## Data extract
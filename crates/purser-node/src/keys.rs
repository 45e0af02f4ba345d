//! Key material and address derivation
//!
//! Single-key wallets only: UTXO chains get compressed-key
//! pay-to-pubkey-hash addresses with WIF-encoded secrets, account chains
//! get Keccak-derived addresses in EIP-55 casing with hex-encoded
//! secrets. Key material never appears in errors or logs.

use ripemd::Ripemd160;
use secp256k1::{All, PublicKey, Secp256k1, SecretKey};
use sha2::{Digest, Sha256};
use sha3::Keccak256;
use zeroize::Zeroizing;

use purser_core::{Error, Result};
use purser_params::{ChainParams, Currency, NetworkType};

/// WIF compressed-key marker byte
const COMPRESSED_FLAG: u8 = 0x01;

/// A decoded UTXO private key.
///
/// The network is inferred from the WIF version byte, so a key can only
/// ever spend on the network it was minted for.
pub struct WifKey {
    /// Signing key
    pub secret: SecretKey,
    /// Derived public key
    pub public: PublicKey,
    /// Network the WIF version byte belongs to
    pub network: NetworkType,
}

/// Generate a fresh random keypair
pub fn generate_keypair(secp: &Secp256k1<All>) -> (SecretKey, PublicKey) {
    secp.generate_keypair(&mut rand::thread_rng())
}

/// Encode a secret as compressed-key WIF for the given chain
pub fn encode_wif(params: &ChainParams, secret: &SecretKey) -> Result<Zeroizing<String>> {
    let prefix = params.wif_prefix.ok_or_else(|| {
        Error::Configuration(format!("{} has no private key encoding", params.name))
    })?;
    let mut payload = Zeroizing::new(Vec::with_capacity(33));
    payload.extend_from_slice(&secret.secret_bytes());
    payload.push(COMPRESSED_FLAG);
    Ok(Zeroizing::new(
        bs58::encode(payload.as_slice())
            .with_check_version(prefix)
            .into_string(),
    ))
}

/// Decode a WIF string, inferring the network from its version byte.
///
/// Keys without the compressed-key marker are accepted but still derive
/// compressed-key addresses; every key this service mints is compressed.
pub fn decode_wif(secp: &Secp256k1<All>, currency: Currency, wif: &str) -> Result<WifKey> {
    let payload = Zeroizing::new(
        bs58::decode(wif.trim())
            .with_check(None)
            .into_vec()
            .map_err(|_| Error::Signing("Malformed private key".to_string()))?,
    );
    let (version, body) = payload
        .split_first()
        .ok_or_else(|| Error::Signing("Malformed private key".to_string()))?;
    let network = network_for_wif(currency, *version)
        .ok_or_else(|| Error::Signing("Private key does not match a known network".to_string()))?;
    let secret_bytes = match body.len() {
        33 if body[32] == COMPRESSED_FLAG => &body[..32],
        32 => body,
        _ => return Err(Error::Signing("Unexpected private key length".to_string())),
    };
    let secret = SecretKey::from_slice(secret_bytes)
        .map_err(|_| Error::Signing("Invalid private key".to_string()))?;
    let public = PublicKey::from_secret_key(secp, &secret);
    Ok(WifKey {
        secret,
        public,
        network,
    })
}

fn network_for_wif(currency: Currency, version: u8) -> Option<NetworkType> {
    for network in [NetworkType::Mainnet, NetworkType::Testnet] {
        if ChainParams::for_currency(currency, network).wif_prefix == Some(version) {
            return Some(network);
        }
    }
    None
}

/// hash160 of the compressed public key
pub fn pubkey_hash(public: &PublicKey) -> [u8; 20] {
    let sha = Sha256::digest(public.serialize());
    Ripemd160::digest(sha).into()
}

/// Base58Check pay-to-pubkey-hash address for a public key
pub fn p2pkh_address(params: &ChainParams, public: &PublicKey) -> Result<String> {
    let prefix = params.p2pkh_prefix.ok_or_else(|| {
        Error::Configuration(format!(
            "{} has no pay-to-pubkey-hash address form",
            params.name
        ))
    })?;
    Ok(bs58::encode(pubkey_hash(public))
        .with_check_version(prefix)
        .into_string())
}

/// Encode an account-chain secret as 0x-prefixed hex
pub fn encode_account_secret(secret: &SecretKey) -> Zeroizing<String> {
    Zeroizing::new(format!("0x{}", hex::encode(secret.secret_bytes())))
}

/// Decode a 0x-prefixed (or bare) hex account-chain secret
pub fn decode_account_secret(
    secp: &Secp256k1<All>,
    private_key: &str,
) -> Result<(SecretKey, PublicKey)> {
    let digits = private_key.trim();
    let digits = digits.strip_prefix("0x").unwrap_or(digits);
    let bytes = Zeroizing::new(
        hex::decode(digits).map_err(|_| Error::Signing("Malformed private key".to_string()))?,
    );
    let secret = SecretKey::from_slice(&bytes)
        .map_err(|_| Error::Signing("Invalid private key".to_string()))?;
    let public = PublicKey::from_secret_key(secp, &secret);
    Ok((secret, public))
}

/// Account address for a public key, in EIP-55 checksum casing
pub fn account_address(public: &PublicKey) -> String {
    let uncompressed = public.serialize_uncompressed();
    // Keccak of the raw 64-byte point, skipping the 0x04 marker.
    let digest = Keccak256::digest(&uncompressed[1..]);
    to_eip55(&digest[12..])
}

/// Apply EIP-55 checksum casing to a 20-byte address
fn to_eip55(bytes: &[u8]) -> String {
    let lower = hex::encode(bytes);
    let digest = Keccak256::digest(lower.as_bytes());
    let mut out = String::with_capacity(42);
    out.push_str("0x");
    for (i, c) in lower.chars().enumerate() {
        let nibble = if i % 2 == 0 {
            digest[i / 2] >> 4
        } else {
            digest[i / 2] & 0x0f
        };
        if c.is_ascii_alphabetic() && nibble >= 8 {
            out.push(c.to_ascii_uppercase());
        } else {
            out.push(c);
        }
    }
    out
}
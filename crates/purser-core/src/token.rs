//! Token contract call data
//!
//! A deliberately narrow encoder for the two call shapes the token chain
//! uses. It packs selectors and 32-byte words by hand and is not a general
//! contract ABI library.

use once_cell::sync::Lazy;
use rust_decimal::Decimal;
use sha3::{Digest, Keccak256};

use crate::address::Address;
use crate::{amount, Result};

/// Canonical signature of the token transfer method
pub const TRANSFER_SIGNATURE: &str = "transfer(address,uint256)";
/// Canonical signature of the token balance query
pub const BALANCE_OF_SIGNATURE: &str = "balanceOf(address)";

static TRANSFER_SELECTOR: Lazy<String> = Lazy::new(|| method_selector(TRANSFER_SIGNATURE));
static BALANCE_OF_SELECTOR: Lazy<String> = Lazy::new(|| method_selector(BALANCE_OF_SIGNATURE));

/// First four bytes of the Keccak-256 digest of a canonical method
/// signature, as 0x-prefixed hex
pub fn method_selector(signature: &str) -> String {
    let digest = Keccak256::digest(signature.as_bytes());
    format!("0x{}", hex::encode(&digest[..4]))
}

/// Encodes call data for the token contract
#[derive(Debug, Clone, Copy)]
pub struct TokenMethodEncoder {
    decimals: u32,
}

impl TokenMethodEncoder {
    /// Encoder for a token with the given decimal precision
    pub const fn new(decimals: u32) -> Self {
        Self { decimals }
    }

    /// Call data moving a token amount, given in token units, to `to`
    pub fn encode_transfer(&self, to: &Address, token_amount: Decimal) -> Result<String> {
        let units = amount::to_base_units(token_amount, self.decimals)?;
        Ok(self.encode_transfer_units(to, units))
    }

    /// Call data moving `units` smallest token units to `to`
    pub fn encode_transfer_units(&self, to: &Address, units: u128) -> String {
        format!("{}{}{}", *TRANSFER_SELECTOR, pad_address(to), pad_uint(units))
    }

    /// Call data querying the token balance of `holder`
    pub fn encode_balance_of(&self, holder: &Address) -> String {
        format!("{}{}", *BALANCE_OF_SELECTOR, pad_address(holder))
    }
}

/// An address as a left-padded 32-byte word, lowercase hex
fn pad_address(address: &Address) -> String {
    let bare = address
        .as_str()
        .trim_start_matches("0x")
        .to_ascii_lowercase();
    format!("{:0>64}", bare)
}

/// An unsigned quantity as a left-padded 32-byte word, lowercase hex
fn pad_uint(value: u128) -> String {
    format!("{:064x}", value)
}

#[cfg(test)]
mod tests {
    use super::*;
    use purser_params::Currency;
    use std::str::FromStr;

    fn holder() -> Address {
        Address::unchecked(Currency::Dai, "0x5aAeb6053F3E94C9b9A09f33669435E7Ef1BeAed")
    }

    #[test]
    fn test_transfer_selector() {
        assert_eq!(method_selector(TRANSFER_SIGNATURE), "0xa9059cbb");
    }

    #[test]
    fn test_balance_of_selector() {
        assert_eq!(method_selector(BALANCE_OF_SIGNATURE), "0x70a08231");
    }

    #[test]
    fn test_selectors_are_stable_across_calls() {
        let encoder = TokenMethodEncoder::new(18);
        let first = encoder.encode_balance_of(&holder());
        let second = encoder.encode_balance_of(&holder());
        assert_eq!(first, second);
    }

    #[test]
    fn test_transfer_call_data_layout() {
        let encoder = TokenMethodEncoder::new(18);
        let data = encoder
            .encode_transfer(&holder(), Decimal::from_str("1.5").unwrap())
            .unwrap();

        // selector + two 32-byte words
        assert_eq!(data.len(), 2 + 8 + 64 + 64);
        assert!(data.starts_with("0xa9059cbb"));
        // address word: 24 zero digits then the lowercased address
        assert_eq!(
            &data[10..74],
            "0000000000000000000000005aaeb6053f3e94c9b9a09f33669435e7ef1beaed"
        );
        // 1.5 tokens at 18 decimals
        assert_eq!(
            &data[74..],
            "00000000000000000000000000000000000000000000000014d1120d7b160000"
        );
    }

    #[test]
    fn test_transfer_scales_by_declared_decimals() {
        let encoder = TokenMethodEncoder::new(6);
        let data = encoder
            .encode_transfer(&holder(), Decimal::from_str("2").unwrap())
            .unwrap();
        // 2_000_000 == 0x1e8480
        assert!(data.ends_with("00000000000000000000000000000000000000000000000000000000001e8480"));
    }

    #[test]
    fn test_balance_of_call_data_layout() {
        let encoder = TokenMethodEncoder::new(18);
        let data = encoder.encode_balance_of(&holder());
        assert_eq!(data.len(), 2 + 8 + 64);
        assert!(data.starts_with("0x70a08231"));
        assert!(data.ends_with("5aaeb6053f3e94c9b9a09f33669435e7ef1beaed"));
    }

    #[test]
    fn test_too_fine_amount_is_rejected() {
        let encoder = TokenMethodEncoder::new(6);
        let err = encoder
            .encode_transfer(&holder(), Decimal::from_str("0.0000001").unwrap())
            .unwrap_err();
        assert!(matches!(err, crate::Error::InvalidAmount(_)));
    }
}
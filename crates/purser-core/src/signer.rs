//! Signing collaborator interface

use purser_params::{Currency, NetworkType};
use zeroize::Zeroizing;

use crate::account::AccountIntent;
use crate::address::Address;
use crate::utxo::UtxoIntent;
use crate::Result;

/// Key generation, address derivation, and transaction signing.
///
/// Builders treat key material as an opaque string and never inspect it.
/// Implementations own the curve and digest math and must keep key
/// material out of logs and error messages.
pub trait Signer: Send + Sync {
    /// Generate a fresh keypair, returning the address and its private key
    fn create_keypair(
        &self,
        currency: Currency,
        network: NetworkType,
    ) -> Result<(Address, Zeroizing<String>)>;

    /// Derive the address controlled by existing private key material
    fn derive_address(
        &self,
        currency: Currency,
        network: NetworkType,
        private_key: &str,
    ) -> Result<Address>;

    /// Sign a UTXO intent into a broadcast-ready raw transaction, hex-encoded
    fn sign_utxo(&self, intent: &UtxoIntent, private_key: &str) -> Result<String>;

    /// Sign an account intent into a broadcast-ready raw transaction, hex-encoded
    fn sign_account(&self, intent: &AccountIntent, private_key: &str) -> Result<String>;
}
//! Purser payout service assembly
//!
//! Wires the chain clients, signer, and fee oracles from `purser-node`
//! around the transaction builders in `purser-core`, and exposes every
//! configured currency behind one registry: look up a chain by symbol,
//! then validate addresses, create wallets, send money, and read
//! balances through a uniform surface.
//!
//! The registry is built once at startup from [`config::ServiceConfig`];
//! incomplete settings fail there, never at request time.

#![forbid(unsafe_code)]
#![warn(missing_docs)]

pub mod chains;
pub mod config;
pub mod proxy;
pub mod registry;

pub use chains::{AccountChain, GasFunding, TokenChain, UtxoChain};
pub use config::{AccountChainConfig, ServiceConfig, TokenChainConfig, UtxoChainConfig};
pub use proxy::{ChainProxy, PaymentRequest, SendOutcome};
pub use registry::{ChainRegistry, RegistryBuilder};

use tracing::{info, Level};

/// Initialize structured logging for the service process.
///
/// Call once at startup, before the registry is built. Key material is
/// never part of any event this workspace emits.
pub fn init_logging() {
    tracing_subscriber::fmt()
        .with_max_level(Level::DEBUG)
        .with_target(false)
        .init();

    info!("Purser logging initialized");
}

## Exercise prompt
In the records above, the line with "two 32-byte words" marks the start and the line with "filename crates/purser-core/src/signer.rs" marks the end; copy that stretch exactly, both lines included, and nothing else.

## Response to this task
        // selector + two 32-byte words
        assert_eq!(data.len(), 2 + 8 + 64 + 64);
        assert!(data.starts_with("0xa9059cbb"));
        // address word: 24 zero digits then the lowercased address
        assert_eq!(
            &data[10..74],
            "0000000000000000000000005aaeb6053f3e94c9b9a09f33669435e7ef1beaed"
        );
        // 1.5 tokens at 18 decimals
        assert_eq!(
            &data[74..],
            "00000000000000000000000000000000000000000000000014d1120d7b160000"
        );
    }

    #[test]
    fn test_transfer_scales_by_declared_decimals() {
        let encoder = TokenMethodEncoder::new(6);
        let data = encoder
            .encode_transfer(&holder(), Decimal::from_str("2").unwrap())
            .unwrap();
        // 2_000_000 == 0x1e8480
        assert!(data.ends_with("00000000000000000000000000000000000000000000000000000000001e8480"));
    }

    #[test]
    fn test_balance_of_call_data_layout() {
        let encoder = TokenMethodEncoder::new(18);
        let data = encoder.encode_balance_of(&holder());
        assert_eq!(data.len(), 2 + 8 + 64);
        assert!(data.starts_with("0x70a08231"));
        assert!(data.ends_with("5aaeb6053f3e94c9b9a09f33669435e7ef1beaed"));
    }

    #[test]
    fn test_too_fine_amount_is_rejected() {
        let encoder = TokenMethodEncoder::new(6);
        let err = encoder
            .encode_transfer(&holder(), Decimal::from_str("0.0000001").unwrap())
            .unwrap_err();
        assert!(matches!(err, crate::Error::InvalidAmount(_)));
    }
}
filename crates/purser-core/src/signer.rs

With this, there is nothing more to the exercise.